Among the lines below, take the one holding "boundary. The engine", the one holding "the current tick.", and all lines between them. Set them down exactly.

------------------------------------------------

//! Terrain collaborator boundary.
//!
//! The engine does not own terrain state; it talks to it through this trait
//! to evaluate surface/void contact and to carve explosion craters.
//! `Heightfield` is a simple synthetic implementation used by tests and the
//! headless runner.

use voidfall_core::constants::ARENA_WIDTH;

/// Destructible heightmap with a rising void boundary underneath.
pub trait Terrain {
    /// Surface height at horizontal coordinate `x`.
    fn height_at(&self, x: f64) -> f64;

    /// Whether the point is inside solid ground.
    fn is_below_surface(&self, x: f64, y: f64) -> bool {
        y <= self.height_at(x)
    }

    /// Carve a circular crater centered at (x, y).
    fn destroy_circle(&mut self, x: f64, y: f64, radius: f64);

    /// Current void boundary height. Monotonically non-decreasing as
    /// rounds progress.
    fn void_height(&self) -> f64;

    /// Raise the void boundary by `amount` meters.
    fn raise_void(&mut self, amount: f64);
}

/// Synthetic rolling-hills heightfield sampled at 1 m intervals.
#[derive(Debug, Clone)]
pub struct Heightfield {
    heights: Vec<f64>,
    void_height: f64,
}

impl Heightfield {
    /// Generate rolling hills from overlapping cosine waves. `seed` phases
    /// the waves so different matches get different silhouettes.
    pub fn generate(seed: u64) -> Self {
        let columns = ARENA_WIDTH as usize + 1;
        let phase = (seed % 628) as f64 / 100.0;
        let heights = (0..columns)
            .map(|i| {
                let x = i as f64;
                120.0
                    + 45.0 * (x / 210.0 + phase).cos()
                    + 20.0 * (x / 67.0 + phase * 2.3).sin()
                    + 8.0 * (x / 23.0 + phase * 0.7).sin()
            })
            .collect();
        Self {
            heights,
            void_height: 0.0,
        }
    }

    /// Flat terrain at a fixed height, handy for tests.
    pub fn flat(height: f64) -> Self {
        Self {
            heights: vec![height; ARENA_WIDTH as usize + 1],
            void_height: 0.0,
        }
    }

    fn column(&self, x: f64) -> usize {
        x.clamp(0.0, (self.heights.len() - 1) as f64) as usize
    }
}

impl Terrain for Heightfield {
    fn height_at(&self, x: f64) -> f64 {
        self.heights[self.column(x)]
    }

    fn destroy_circle(&mut self, x: f64, y: f64, radius: f64) {
        if radius <= 0.0 {
            return;
        }
        let lo = self.column(x - radius);
        let hi = self.column(x + radius);
        for i in lo..=hi {
            let dx = i as f64 - x;
            let half_chord_sq = radius * radius - dx * dx;
            if half_chord_sq <= 0.0 {
                continue;
            }
            // Lower the column to the bottom of the blast circle where the
            // circle bites below the current surface.
            let crater_floor = y - half_chord_sq.sqrt();
            if self.heights[i] > crater_floor {
                self.heights[i] = crater_floor.max(self.void_height);
            }
        }
    }

    fn void_height(&self) -> f64 {
        self.void_height
    }

    fn raise_void(&mut self, amount: f64) {
        self.void_height += amount.max(0.0);
    }
}
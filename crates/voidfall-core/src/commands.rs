//! Player commands sent from the input collaborator to the engine.
//!
//! Commands are queued and processed at the next tick boundary. The engine
//! enforces strict phase gating: a command arriving outside the phase that
//! legitimately accepts it is ignored.

use serde::{Deserialize, Serialize};

/// All possible player actions.
#[derive(Debug, Clone, Serialize, Deserialize)]
#[serde(tag = "type")]
pub enum PlayerCommand {
    /// Start the match (first lottery draw for player 0).
    StartMatch,

    // --- Lottery (accepted only in the selecting sub-phase) ---
    /// Pick the offered card at `index`.
    SelectCard { index: usize },
    /// Spend one reroll to redraw the offered cards. No-op at zero budget.
    RerollLottery,

    // --- Aiming ---
    /// Adjust the aim angle (radians, positive = counter-clockwise).
    Aim { delta_radians: f64 },
    /// Adjust the shot charge (muzzle-speed fraction).
    Charge { delta: f64 },
    /// Release: fire the assigned weapon with the current angle/charge.
    Fire,
}
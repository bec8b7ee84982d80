//! The quiescence oracle: "has everything from this turn finished resolving?"
//!
//! A pure query over the registries, evaluated fresh every tick while in
//! RESOLVING — never cached, because new entities can appear mid-resolution
//! (splits, delayed-effect spawns). No component other than the turn state
//! machine acts on its answer.

use hecs::World;

use voidfall_core::components::{DelayedEffect, Projectile};

use crate::systems::SpawnRequest;

/// True iff no projectile is in flight, no delayed effect is unresolved,
/// and no split-spawn is still queued for the current tick.
pub fn is_world_quiet(world: &World, pending_spawns: &[SpawnRequest]) -> bool {
    if !pending_spawns.is_empty() {
        return false;
    }
    if world.query::<&Projectile>().iter().next().is_some() {
        return false;
    }
    world
        .query::<&DelayedEffect>()
        .iter()
        .all(|(_entity, effect)| effect.is_resolved())
}
//! Termination detection and explosion resolution.
//!
//! Conditions are evaluated per projectile in strict priority order — first
//! match wins: terrain contact, void contact, out of bounds, behavior-forced
//! resolution, lifetime ceiling. Every terminated projectile gets exactly
//! one explosion-resolution call, and split-spawned children are queued in
//! the same tick so the quiescence oracle can never see a half-resolved
//! world.

use hecs::{Entity, World};
use rand::Rng;
use rand_chacha::ChaCha8Rng;

use voidfall_core::components::{BehaviorState, Projectile};
use voidfall_core::constants::*;
use voidfall_core::enums::{EffectKind, ProjectileKind, TerminationReason};
use voidfall_core::events::GameEvent;
use voidfall_core::player::Player;
use voidfall_core::types::{Position, Velocity};
use voidfall_core::weapons::Behavior;

use crate::systems::{damage, SpawnRequest};
use crate::terrain::Terrain;

enum ContactOutcome {
    Terminated(TerminationReason),
    Survived,
}

/// Detect and resolve all terminations for this tick.
#[allow(clippy::too_many_arguments)]
pub fn run(
    world: &mut World,
    players: &mut [Player],
    terrain: &mut dyn Terrain,
    rng: &mut ChaCha8Rng,
    forced: &[(Entity, TerminationReason)],
    pending: &mut Vec<SpawnRequest>,
    events: &mut Vec<GameEvent>,
) {
    let mut terminated: Vec<(Entity, TerminationReason)> = Vec::new();

    for (entity, (projectile, position, velocity)) in
        world.query_mut::<(&mut Projectile, &mut Position, &mut Velocity)>()
    {
        // 1. Destructible terrain surface.
        if terrain.is_below_surface(position.x, position.y) {
            match handle_contact(projectile, position, velocity, terrain) {
                ContactOutcome::Terminated(reason) => {
                    terminated.push((entity, reason));
                    continue;
                }
                ContactOutcome::Survived => {}
            }
        }

        // 2. The rising void boundary.
        if position.y <= terrain.void_height() {
            terminated.push((entity, TerminationReason::VoidContact));
            continue;
        }

        // 3. Arena bounds. A drill that exits while still tunneling is
        //    terminated here too — the resolution call below prevents
        //    silent loss.
        if position.x < 0.0
            || position.x > ARENA_WIDTH
            || position.y > ARENA_CEILING
            || position.y < ARENA_FLOOR
        {
            terminated.push((entity, TerminationReason::OutOfBounds));
            continue;
        }

        // 4. Behavior-forced resolution (apex burst, spent drill budget).
        if let Some((_, reason)) = forced.iter().find(|(e, _)| *e == entity) {
            terminated.push((entity, *reason));
            continue;
        }

        // 5. Hard lifetime ceiling — the safety valve guaranteeing every
        //    projectile kind terminates.
        if projectile.age_secs >= projectile.lifetime_ceiling_secs {
            terminated.push((entity, TerminationReason::LifetimeCeiling));
        }
    }

    for (entity, reason) in terminated {
        let snapshot = {
            let projectile = world.get::<&Projectile>(entity).map(|p| (*p).clone());
            let position = world.get::<&Position>(entity).map(|p| *p);
            let velocity = world.get::<&Velocity>(entity).map(|v| *v);
            match (projectile, position, velocity) {
                (Ok(p), Ok(pos), Ok(vel)) => Some((p, pos, vel)),
                _ => None,
            }
        };
        let Some((projectile, position, velocity)) = snapshot else {
            // Termination event for an id not present: drop, don't stall.
            log::debug!("termination for missing projectile entity {entity:?}");
            continue;
        };
        let _ = world.despawn(entity);
        resolve_explosion(
            &projectile, &position, &velocity, reason, players, terrain, rng, pending, events,
        );
    }
}

/// Behavior-specific terrain contact handling. Drills tunnel, bouncers and
/// rollers bounce against their budget, everything else terminates.
fn handle_contact(
    projectile: &mut Projectile,
    position: &mut Position,
    velocity: &mut Velocity,
    terrain: &dyn Terrain,
) -> ContactOutcome {
    match &mut projectile.behavior {
        BehaviorState::Drill { tunneling, .. } => {
            // Entering the surface starts the tunneling budget; the drill
            // keeps flying through ground until behavior::run spends it.
            *tunneling = true;
            ContactOutcome::Survived
        }
        BehaviorState::Roller { grounded } => {
            if velocity.speed() < ROLLER_REST_SPEED {
                return ContactOutcome::Terminated(TerminationReason::SpentRoller);
            }
            if projectile.bounces_left == 0 {
                return ContactOutcome::Terminated(TerminationReason::BounceLimit);
            }
            projectile.bounces_left -= 1;
            *grounded = true;
            // Settle onto the surface and follow its slope downhill.
            position.y = terrain.height_at(position.x) + 0.5;
            let slope = (terrain.height_at(position.x + 1.0)
                - terrain.height_at(position.x - 1.0))
                / 2.0;
            velocity.x *= ROLLER_FRICTION;
            velocity.y = velocity.x * slope;
            ContactOutcome::Survived
        }
        _ => {
            let is_bouncer = matches!(
                projectile.weapon.spec().behavior,
                Behavior::Bounce { .. }
            ) && projectile.kind == ProjectileKind::Bouncer;
            if !is_bouncer {
                return ContactOutcome::Terminated(TerminationReason::TerrainContact);
            }
            // Final bounce forces the explosion unconditionally; no early
            // return elsewhere may skip it.
            if projectile.bounces_left == 0 {
                return ContactOutcome::Terminated(TerminationReason::BounceLimit);
            }
            projectile.bounces_left -= 1;
            position.y = terrain.height_at(position.x) + 0.5;
            velocity.y = velocity.y.abs() * BOUNCE_RESTITUTION;
            velocity.x *= 0.95;
            ContactOutcome::Survived
        }
    }
}

/// The single explosion-resolution call every termination triggers:
/// presentation event, terrain carving, blast damage, split spawns, and
/// delayed-effect spawns.
#[allow(clippy::too_many_arguments)]
fn resolve_explosion(
    projectile: &Projectile,
    position: &Position,
    velocity: &Velocity,
    reason: TerminationReason,
    players: &mut [Player],
    terrain: &mut dyn Terrain,
    rng: &mut ChaCha8Rng,
    pending: &mut Vec<SpawnRequest>,
    events: &mut Vec<GameEvent>,
) {
    let spec = projectile.weapon.spec();
    let delayed_payload = matches!(
        spec.behavior,
        Behavior::Nuke | Behavior::OrbitalBeacon | Behavior::StrafingRun { .. }
    ) && projectile.kind == ProjectileKind::PrimaryShot;

    // A delayed-payload landing is only an impact mark: the damage comes
    // later, from the effect registry. Ending anything here was the old
    // nuke-lands-too-early defect.
    let blast_radius = if delayed_payload {
        8.0
    } else {
        spec.blast_radius
    };

    events.push(GameEvent::ExplosionAt {
        x: position.x,
        y: position.y,
        radius: blast_radius,
        kind: projectile.kind,
        reason,
    });

    // Ordinary out-of-bounds exits fizzle, but a drill still tunneling when
    // it leaves the arena detonates for real — it must not be silently lost.
    let tunneling_exit = matches!(
        projectile.behavior,
        BehaviorState::Drill {
            tunneling: true,
            ..
        }
    );
    if reason != TerminationReason::OutOfBounds || tunneling_exit {
        terrain.destroy_circle(position.x, position.y, blast_radius);
        if !delayed_payload {
            damage::apply_blast(players, position, spec.blast_radius, spec.damage, events);
        }
    }

    if delayed_payload && reason == TerminationReason::TerrainContact {
        let kind = match spec.behavior {
            Behavior::Nuke => EffectKind::Nuke,
            Behavior::OrbitalBeacon => EffectKind::OrbitalBeacon,
            _ => EffectKind::StrafingRun,
        };
        pending.push(SpawnRequest::Effect {
            kind,
            weapon: projectile.weapon,
            owner: projectile.owner,
            position: Position::new(position.x, terrain.height_at(position.x)),
        });
    }

    // Stage splits are queued before the registry's emptiness is ever
    // re-checked, so a cascading turn can't end between stages.
    if reason != TerminationReason::OutOfBounds {
        queue_splits(projectile, position, velocity, rng, pending);
    }
}

/// Queue the split-spawn children a terminating projectile produces.
fn queue_splits(
    projectile: &Projectile,
    position: &Position,
    velocity: &Velocity,
    rng: &mut ChaCha8Rng,
    pending: &mut Vec<SpawnRequest>,
) {
    let spec = projectile.weapon.spec();
    match (projectile.kind, spec.behavior) {
        // Stage 1: cluster shell scatters bomblets upward.
        (ProjectileKind::PrimaryShot, Behavior::Cluster { bomblets }) => {
            for _ in 0..bomblets {
                let angle: f64 = rng.gen_range(0.6..2.5); // upward fan
                let speed = rng.gen_range(70.0..140.0);
                pending.push(child(
                    projectile,
                    ProjectileKind::ClusterBomblet,
                    position,
                    Velocity::new(speed * angle.cos(), speed * angle.sin()),
                ));
            }
        }
        // Stage 2: each bomblet splits again on landing.
        (ProjectileKind::ClusterBomblet, Behavior::Cluster { .. }) => {
            for _ in 0..CLUSTER_STAGE2_FRAGMENTS {
                let angle: f64 = rng.gen_range(0.8..2.3);
                let speed = rng.gen_range(50.0..100.0);
                pending.push(child(
                    projectile,
                    ProjectileKind::AirburstFragment,
                    position,
                    Velocity::new(speed * angle.cos(), speed * angle.sin()),
                ));
            }
        }
        (ProjectileKind::PrimaryShot, Behavior::Airburst { fragments }) => {
            for _ in 0..fragments {
                // Downward cone from the apex.
                let vx = rng.gen_range(-90.0..90.0);
                let vy = rng.gen_range(-160.0..-40.0);
                pending.push(child(
                    projectile,
                    ProjectileKind::AirburstFragment,
                    position,
                    Velocity::new(vx, vy),
                ));
            }
        }
        (ProjectileKind::PrimaryShot, Behavior::VoidSplit { fragments }) => {
            for _ in 0..fragments {
                // Fragments inherit a fraction of parent momentum plus spread.
                let vx = velocity.x * SPLIT_MOMENTUM_FRACTION + rng.gen_range(-50.0..50.0);
                let vy = velocity.y.abs() * SPLIT_MOMENTUM_FRACTION + rng.gen_range(20.0..90.0);
                pending.push(child(
                    projectile,
                    ProjectileKind::VoidSplitterFragment,
                    position,
                    Velocity::new(vx, vy),
                ));
            }
        }
        _ => {}
    }
}

fn child(
    parent: &Projectile,
    kind: ProjectileKind,
    position: &Position,
    velocity: Velocity,
) -> SpawnRequest {
    SpawnRequest::Projectile {
        kind,
        weapon: parent.weapon,
        owner: parent.owner,
        position: Position::new(position.x, position.y + 2.0),
        velocity,
        behavior: BehaviorState::Inert,
        strafe_run: None,
    }
}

------------------------------------------------

COMPLETED EXERCISE.
//! Commands are queued and processed at the next tick boundary. The engine
//! enforces strict phase gating: a command arriving outside the phase that
//! legitimately accepts it is ignored.

use serde::{Deserialize, Serialize};

/// All possible player actions.
#[derive(Debug, Clone, Serialize, Deserialize)]
#[serde(tag = "type")]
pub enum PlayerCommand {
    /// Start the match (first lottery draw for player 0).
    StartMatch,

    // --- Lottery (accepted only in the selecting sub-phase) ---
    /// Pick the offered card at `index`.
    SelectCard { index: usize },
    /// Spend one reroll to redraw the offered cards. No-op at zero budget.
    RerollLottery,

    // --- Aiming ---
    /// Adjust the aim angle (radians, positive = counter-clockwise).
    Aim { delta_radians: f64 },
    /// Adjust the shot charge (muzzle-speed fraction).
    Charge { delta: f64 },
    /// Release: fire the assigned weapon with the current angle/charge.
    Fire,
}
repository bec8b7ee84982d80
//! The quiescence oracle: "has everything from this turn finished resolving?"
//!
//! A pure query over the registries, evaluated fresh every tick while in
//! RESOLVING — never cached, because new entities can appear mid-resolution
//! (splits, delayed-effect spawns). No component other than the turn state
//! machine acts on its answer.

use hecs::World;

use voidfall_core::components::{DelayedEffect, Projectile};

use crate::systems::SpawnRequest;

/// True iff no projectile is in flight, no delayed effect is unresolved,
/// and no split-spawn is still queued for the current tick.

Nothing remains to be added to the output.